Распутин чуть не заплакал. Держа перед глазами газету, снова от строчки до строчки, с первой буквы до последней, спотыкаясь на словах и потея от натуги, прочитал, что о нём сочинил творец под псевдонимом Маска, хлюпнул носом — этот стервец умел больно цеплять.
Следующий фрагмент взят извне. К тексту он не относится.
//! Collision layers and filtering

use serde::{Deserialize, Serialize};

/// A collision layer identifier
#[derive(Debug, Clone, Copy, PartialEq, Eq, Hash, Serialize, Deserialize)]
pub struct CollisionLayer(pub u32);

impl CollisionLayer {
    /// Floor and walls
    pub const ENVIRONMENT: Self = Self(0);
    /// Player and NPCs
    pub const ACTORS: Self = Self(1);
    /// Bottles, glasses, chairs
    pub const PROPS: Self = Self(2);

    /// Get the layer as a bitmask
    pub fn as_mask(&self) -> u32 {
        1 << self.0
    }
}

/// Collision groups for filtering
#[derive(Debug, Clone, Copy, PartialEq, Eq, Serialize, Deserialize)]
pub struct CollisionGroups {
    /// Which groups this object belongs to (membership)
    pub memberships: u32,
    /// Which groups this object can collide with (filter)
    pub filter: u32,
}

impl CollisionGroups {
    /// Collide with everything
    pub const ALL: Self = Self {
        memberships: u32::MAX,
        filter: u32::MAX,
    };

    /// Create from a single layer that collides with specific layers
    pub fn from_layer(layer: CollisionLayer, collides_with: &[CollisionLayer]) -> Self {
        let memberships = layer.as_mask();
        let filter = collides_with.iter().fold(0u32, |acc, l| acc | l.as_mask());
        Self { memberships, filter }
    }

    /// Groups for static arena geometry
    pub fn environment() -> Self {
        Self::from_layer(
            CollisionLayer::ENVIRONMENT,
            &[CollisionLayer::ACTORS, CollisionLayer::PROPS],
        )
    }

    /// Groups for characters
    pub fn actors() -> Self {
        Self::from_layer(
            CollisionLayer::ACTORS,
            &[
                CollisionLayer::ENVIRONMENT,
                CollisionLayer::ACTORS,
                CollisionLayer::PROPS,
            ],
        )
    }

    /// Groups for interactable props
    pub fn props() -> Self {
        Self::from_layer(
            CollisionLayer::PROPS,
            &[
                CollisionLayer::ENVIRONMENT,
                CollisionLayer::ACTORS,
                CollisionLayer::PROPS,
            ],
        )
    }

    /// Check if two groups can collide
    pub fn can_collide(&self, other: &CollisionGroups) -> bool {
        (self.memberships & other.filter) != 0 && (other.memberships & self.filter) != 0
    }
}

impl Default for CollisionGroups {
    fn default() -> Self {
        Self::ALL
    }
}
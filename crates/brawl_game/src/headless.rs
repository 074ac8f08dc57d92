//! In-memory scene collaborator
//!
//! Records the last state written to every visual. Clones share the same
//! records, so a caller can keep one clone and inspect what the session
//! wrote through another.

use crate::prop::ObjectKind;
use crate::visual::{ActorVisual, Role, SceneHost, VisualHandle};
use brawl_combat::AttackKind;
use brawl_core::{EntityId, EntityRef};
use glam::{Quat, Vec3};
use std::cell::RefCell;
use std::collections::HashMap;
use std::rc::Rc;

/// Last known state of one visual
#[derive(Debug, Clone, PartialEq)]
pub struct VisualRecord {
    pub name: String,
    pub role: Option<Role>,
    pub prop_kind: Option<ObjectKind>,
    pub position: Vec3,
    pub rotation: Quat,
    pub visible: bool,
    pub walking: bool,
    pub jumping: bool,
    /// Every attack animation played, oldest first
    pub attacks: Vec<AttackKind>,
    pub attached: bool,
    pub transform_writes: u64,
}

impl VisualRecord {
    fn new(name: String) -> Self {
        Self {
            name,
            role: None,
            prop_kind: None,
            position: Vec3::ZERO,
            rotation: Quat::IDENTITY,
            visible: true,
            walking: false,
            jumping: false,
            attacks: Vec::new(),
            attached: true,
            transform_writes: 0,
        }
    }
}

type Records = Rc<RefCell<HashMap<EntityRef, VisualRecord>>>;

/// Scene host that keeps visuals as plain records
#[derive(Debug, Clone, Default)]
pub struct HeadlessScene {
    records: Records,
}

impl HeadlessScene {
    pub fn new() -> Self {
        Self::default()
    }

    /// Snapshot of one visual's record
    pub fn record(&self, tag: EntityRef) -> Option<VisualRecord> {
        self.records.borrow().get(&tag).cloned()
    }

    /// Number of visuals still attached
    pub fn attached_count(&self) -> usize {
        self.records.borrow().values().filter(|r| r.attached).count()
    }
}

impl SceneHost for HeadlessScene {
    fn attach_actor(&mut self, id: EntityId, name: &str, role: Role) -> Box<dyn ActorVisual> {
        let tag = EntityRef::actor(id);
        let mut record = VisualRecord::new(name.to_string());
        record.role = Some(role);
        self.records.borrow_mut().insert(tag, record);
        Box::new(HeadlessVisual {
            tag,
            records: Rc::clone(&self.records),
        })
    }

    fn attach_prop(&mut self, id: EntityId, kind: ObjectKind) -> Box<dyn VisualHandle> {
        let tag = EntityRef::prop(id);
        let mut record = VisualRecord::new(format!("{:?}", kind));
        record.prop_kind = Some(kind);
        self.records.borrow_mut().insert(tag, record);
        Box::new(HeadlessVisual {
            tag,
            records: Rc::clone(&self.records),
        })
    }
}

/// Handle writing into a [`HeadlessScene`] record
struct HeadlessVisual {
    tag: EntityRef,
    records: Records,
}

impl HeadlessVisual {
    fn update(&self, f: impl FnOnce(&mut VisualRecord)) {
        if let Some(record) = self.records.borrow_mut().get_mut(&self.tag) {
            f(record);
        }
    }
}

impl VisualHandle for HeadlessVisual {
    fn set_transform(&mut self, position: Vec3, rotation: Quat) {
        self.update(|r| {
            r.position = position;
            r.rotation = rotation;
            r.transform_writes += 1;
        });
    }

    fn set_visible(&mut self, visible: bool) {
        self.update(|r| r.visible = visible);
    }

    fn detach(&mut self) {
        self.update(|r| {
            r.attached = false;
            r.visible = false;
        });
    }
}

impl ActorVisual for HeadlessVisual {
    fn set_walking(&mut self, walking: bool) {
        self.update(|r| r.walking = walking);
    }

    fn play_attack(&mut self, kind: AttackKind) {
        self.update(|r| r.attacks.push(kind));
    }

    fn set_jumping(&mut self, jumping: bool) {
        self.update(|r| r.jumping = jumping);
    }
}

#[cfg(test)]
mod tests {
    use super::*;

    #[test]
    fn test_clones_share_records() {
        let scene = HeadlessScene::new();
        let mut host = scene.clone();
        let id = EntityId::new(0, 0);

        let mut visual = host.attach_actor(id, "NPC 1", Role::Npc);
        visual.set_transform(Vec3::new(1.0, 2.0, 3.0), Quat::IDENTITY);
        visual.set_walking(true);
        visual.play_attack(AttackKind::Kick);

        let record = scene.record(EntityRef::actor(id)).unwrap();
        assert_eq!(record.name, "NPC 1");
        assert_eq!(record.position, Vec3::new(1.0, 2.0, 3.0));
        assert!(record.walking);
        assert_eq!(record.attacks, vec![AttackKind::Kick]);
        assert_eq!(scene.attached_count(), 1);

        visual.detach();
        assert_eq!(scene.attached_count(), 0);
    }

    #[test]
    fn test_prop_and_actor_records_are_separate() {
        let mut scene = HeadlessScene::new();
        let id = EntityId::new(3, 0);
        let _actor = scene.attach_actor(id, "Player", Role::Player);
        let mut prop = scene.attach_prop(id, ObjectKind::Chair);
        prop.set_visible(false);

        assert!(scene.record(EntityRef::actor(id)).unwrap().visible);
        let record = scene.record(EntityRef::prop(id)).unwrap();
        assert!(!record.visible);
        assert_eq!(record.prop_kind, Some(ObjectKind::Chair));
    }
}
Выругался смачно:
— С-сука!
Надел на себя лучшие штаны и рубаху, на ноги натянул новые козловые сапоги — чтобы обувь не воняла жиром и дубьём, сапоги обработали так, что они стали теперь пахнуть жареными подсолнухами, — взял палку и шляпу и пошёл искать по Питеру Манасевича-Мануйлова.
Заявиться к нему на работу, как в прошлый раз, Распутин не рискнул — был уверен, что общение с Маской в официальной обстановке мало чем будет отличаться от того, что уже было, — Ванечка скрутит ему руки и вновь врежет под зад коленом, поэтому он решил искать журналиста в дешёвых забегаловках.
Он нашёл «Манасевича и Мануйловым» в распивочной на Садовой улице — тот потягивал из графинчика холодную водку и закусывал её осетриной, накладывая на каждый кусок рыбы толстую охапку хрена. Распутин поморщился: от такого количества хрена у него даже заломило зубы. В Сибири, например, хрен так безудержно не едят, некоторые тамошние гурманы вообще не знают, что это такое, а здесь, в Расее, на какой стол ни глянь — всюду стоят глиняные бадейки с хреном.
Взяв себе пива, Гришка, зажмурив глаза, смело уселся за столик Манасевича-Мануйлова. Поёрзал костистым задом, словно бы проверял, крепок ли стул, отпил из кружки немного пива и только потом спросил:
— Можно?
— Валяй! — разрешил Манасевич-Мануйлов, проглатывая очередной кусище осётра, — рыбу он почти не разжёвывал, проглатывал целиком, вместе с хреном.
Распутин снова деликатно пригубил пива, раздумывая, с чего бы начать разговор. Проблеял нерешительно:
— Я это...
— Что-о? — Ванечка Манасевич-Мануйлов проглотил очередной кусок осетрины, выхлебал из графина немного водки, поболтал ею во рту, взял в руку вилку, угрожающе выставил её перед собой.